A fact sheet from the South Carolina Department of Health and Human Services helps to further explain Pay for Success in the state,
In a Pay for Success project, funders provide upfront capital to expand social Services and government pays for all or part of a program only if it measurably improves the lives of participants. In some Pay for Success projects, investors earn a small return on their investment. In this case, the funders are recycling any returns back into Nurse-Family Partnership services in South Carolina.
Do you see the hope and excitement in this model? Private investors, policy makers, government agencies, social workers, nurses and mothers are all working together to improve family outcomes with built-in accountability and agreed upon values and outcomes. Even more encouraging is that this pay-for-success model is something that has bipartisan support.
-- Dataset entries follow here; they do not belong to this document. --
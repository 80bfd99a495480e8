//! The end-to-end search: count, amplify, decode.
//!
//! ```text
//!   instance ──→ GroverIterator ──→ counting circuit ──run──→ M̂
//!                     │                                       │
//!                     │                          k* = round(π/4·√(N/M̂) − 1/2)
//!                     ▼                                       │
//!               search circuit (k* × G) ──run──→ histogram ──→ decoder
//! ```
//!
//! The executor is injected; the solver never creates one.

use std::sync::Arc;

use num_complex::Complex64;
use serde::Serialize;
use tracing::{info, instrument, warn};

use qsum_hal::{Backend, Counts};

use crate::config::SolverConfig;
use crate::counting::{CountEstimate, QuantumCounter};
use crate::decoder::Subset;
use crate::error::{SearchError, SearchResult};
use crate::grover::{GroverIterator, optimal_iterations};
use crate::instance::ProblemInstance;
use crate::layout::{Encoding, RegisterLayout};

/// How a search ended.
#[derive(Debug, Clone, PartialEq, Serialize)]
#[serde(tag = "status", rename_all = "snake_case")]
pub enum SearchStatus {
    /// Peaks were found; one subset per peak, most frequent first.
    Found {
        /// Decoded subsets.
        subsets: Vec<Subset>,
    },
    /// Counting estimated zero marked states; no search was run.
    NoSolution,
    /// The histogram had no clear peak.
    Inconclusive {
        /// Why decoding gave up.
        reason: String,
    },
}

/// Everything a search produced.
#[derive(Debug, Clone, Serialize)]
pub struct SearchReport {
    /// The numbers searched.
    pub numbers: Vec<u64>,
    /// The target sum.
    pub target: u64,
    /// Oracle encoding used.
    pub encoding: Encoding,
    /// Work register sizes.
    pub layout: RegisterLayout,
    /// Counting register width, when counting ran.
    #[serde(skip_serializing_if = "Option::is_none")]
    pub counting_qubits: Option<u32>,
    /// Counting result, when counting ran.
    #[serde(skip_serializing_if = "Option::is_none")]
    pub count: Option<CountEstimate>,
    /// Grover iterations applied, when the search ran.
    #[serde(skip_serializing_if = "Option::is_none")]
    pub iterations: Option<u64>,
    /// Search histogram over the index register.
    pub histogram: Counts,
    /// Outcome.
    #[serde(flatten)]
    pub status: SearchStatus,
}

impl SearchReport {
    fn new(instance: &ProblemInstance, grover: &GroverIterator) -> Self {
        Self {
            numbers: instance.numbers().to_vec(),
            target: instance.target(),
            encoding: grover.encoding(),
            layout: *grover.layout(),
            counting_qubits: None,
            count: None,
            iterations: None,
            histogram: Counts::new(),
            status: SearchStatus::NoSolution,
        }
    }

    /// Decoded subsets; empty unless the search found peaks.
    pub fn subsets(&self) -> &[Subset] {
        match &self.status {
            SearchStatus::Found { subsets } => subsets,
            _ => &[],
        }
    }
}

/// Runs subset-sum searches against an injected executor.
pub struct SubsetSumSolver {
    backend: Arc<dyn Backend>,
    config: SolverConfig,
}

impl SubsetSumSolver {
    /// Create a solver; the configuration is validated here.
    pub fn new(backend: Arc<dyn Backend>, config: SolverConfig) -> SearchResult<Self> {
        config.validate()?;
        Ok(Self { backend, config })
    }

    /// The active configuration.
    pub fn config(&self) -> &SolverConfig {
        &self.config
    }

    /// The executor jobs are sent to.
    pub fn backend(&self) -> &dyn Backend {
        self.backend.as_ref()
    }

    /// Build and verify the Grover iterator for `instance`.
    pub fn iterator(&self, instance: &ProblemInstance) -> SearchResult<GroverIterator> {
        let builder = self.config.oracle_builder();
        let grover = GroverIterator::new(builder.as_ref(), instance)?;
        grover.verify()?;
        Ok(grover)
    }

    /// Estimate the number of solutions of `instance`.
    pub async fn count(&self, instance: &ProblemInstance) -> SearchResult<CountEstimate> {
        let grover = self.iterator(instance)?;
        self.count_with(&grover, instance).await
    }

    #[instrument(skip_all, fields(instance = %instance))]
    async fn count_with(
        &self,
        grover: &GroverIterator,
        instance: &ProblemInstance,
    ) -> SearchResult<CountEstimate> {
        let counting_qubits = self.config.counting_qubits_for(instance);
        self.ensure_fits("counting", grover, counting_qubits)?;
        let counter = QuantumCounter::new(counting_qubits);
        let circuit = counter.circuit(grover)?;
        circuit.dag().verify_integrity()?;

        info!(
            qubits = circuit.num_qubits(),
            shots = self.config.counting_shots,
            "running counting circuit"
        );
        let result = self.backend.run(&circuit, self.config.counting_shots).await?;
        counter.estimate(&result.counts, instance.search_space())
    }

    /// Run `iterations` Grover iterations and return the index histogram.
    #[instrument(skip(self, grover))]
    pub async fn search(&self, grover: &GroverIterator, iterations: u64) -> SearchResult<Counts> {
        self.ensure_fits("search", grover, 0)?;
        let circuit = grover.search_circuit(iterations)?;
        circuit.dag().verify_integrity()?;

        info!(
            qubits = circuit.num_qubits(),
            shots = self.config.shots,
            "running search circuit"
        );
        let result = self.backend.run(&circuit, self.config.shots).await?;
        Ok(result.counts)
    }

    /// Reject a circuit of the work registers plus `extra` qubits when the
    /// executor cannot hold it.
    fn ensure_fits(
        &self,
        circuit: &'static str,
        grover: &GroverIterator,
        extra: u32,
    ) -> SearchResult<()> {
        let layout = grover.layout();
        let required = layout.num_qubits() + extra as usize;
        let available = self.backend.capabilities().num_qubits as usize;
        if required <= available {
            return Ok(());
        }
        let breakdown = if extra > 0 {
            format!("{layout} + {extra} counting")
        } else {
            layout.to_string()
        };
        Err(SearchError::ExceedsExecutor {
            circuit,
            encoding: grover.encoding(),
            breakdown,
            required,
            available,
        })
    }

    /// Count, derive the iteration count, search and decode.
    #[instrument(skip_all, fields(instance = %instance, encoding = %self.config.encoding))]
    pub async fn solve(&self, instance: &ProblemInstance) -> SearchResult<SearchReport> {
        let grover = self.iterator(instance)?;
        let mut report = SearchReport::new(instance, &grover);

        let estimate = self.count_with(&grover, instance).await?;
        report.counting_qubits = Some(self.config.counting_qubits_for(instance));
        let marked = estimate.marked;
        report.count = Some(estimate);

        if marked == 0 {
            info!("counting found no solutions");
            report.status = SearchStatus::NoSolution;
            return Ok(report);
        }

        let iterations = optimal_iterations(instance.search_space(), marked);
        self.finish(report, &grover, instance, iterations).await
    }

    /// Search with a fixed iteration count, skipping counting.
    #[instrument(skip_all, fields(instance = %instance, iterations))]
    pub async fn solve_with_iterations(
        &self,
        instance: &ProblemInstance,
        iterations: u64,
    ) -> SearchResult<SearchReport> {
        let grover = self.iterator(instance)?;
        let report = SearchReport::new(instance, &grover);
        self.finish(report, &grover, instance, iterations).await
    }

    async fn finish(
        &self,
        mut report: SearchReport,
        grover: &GroverIterator,
        instance: &ProblemInstance,
        iterations: u64,
    ) -> SearchResult<SearchReport> {
        let counts = self.search(grover, iterations).await?;
        report.iterations = Some(iterations);

        report.status = match self.config.decoder.decode(&counts, instance.index_width()) {
            Ok(subsets) => {
                for subset in subsets.iter().filter(|s| !s.satisfies(instance)) {
                    warn!(bitstring = %subset.bitstring, "peak does not sum to the target");
                }
                SearchStatus::Found { subsets }
            }
            Err(SearchError::AmbiguousMeasurement(reason)) => {
                warn!(%reason, "search inconclusive");
                SearchStatus::Inconclusive { reason }
            }
            Err(e) => return Err(e),
        };
        report.histogram = counts;
        Ok(report)
    }
}

/// Probability of every index configuration in a work-register state.
///
/// `amplitudes` must come from a circuit laid out by `layout` (index
/// register on the lowest qubits), such as [`GroverIterator::state_circuit`].
/// Entry `m` is the probability of index mask `m`.
pub fn index_distribution(amplitudes: &[Complex64], layout: &RegisterLayout) -> Vec<f64> {
    let width = layout.index_width();
    let mask = (1usize << width) - 1;
    let mut dist = vec![0.0; 1usize << width];
    for (i, amp) in amplitudes.iter().enumerate() {
        dist[i & mask] += amp.norm_sqr();
    }
    dist
}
While it might seem dry, this little graphic is a small beacon of hope. This is a positive example of public justice. Creative, yet simple solutions can be implemented to increase the flourishing of society. Small, but measurable improvements can be made through cooperation between various institutions.These institutions can work together to achieve results. It is not hard to imagine how these principles of public justice could be applied to reforms in the juvenile justice system or education or the protection of the environment. We have, in fact, imagined these very things here at Shared Justice. What an encouragement to see them enacted in such a positive way. In a sea of stormy headlines, it’s a little light to guide our way.
-Dan Carter is a husband, father, neighbor, reader, runner, and Senior Pastor of Calvary on 8th St. located in Holland, MI.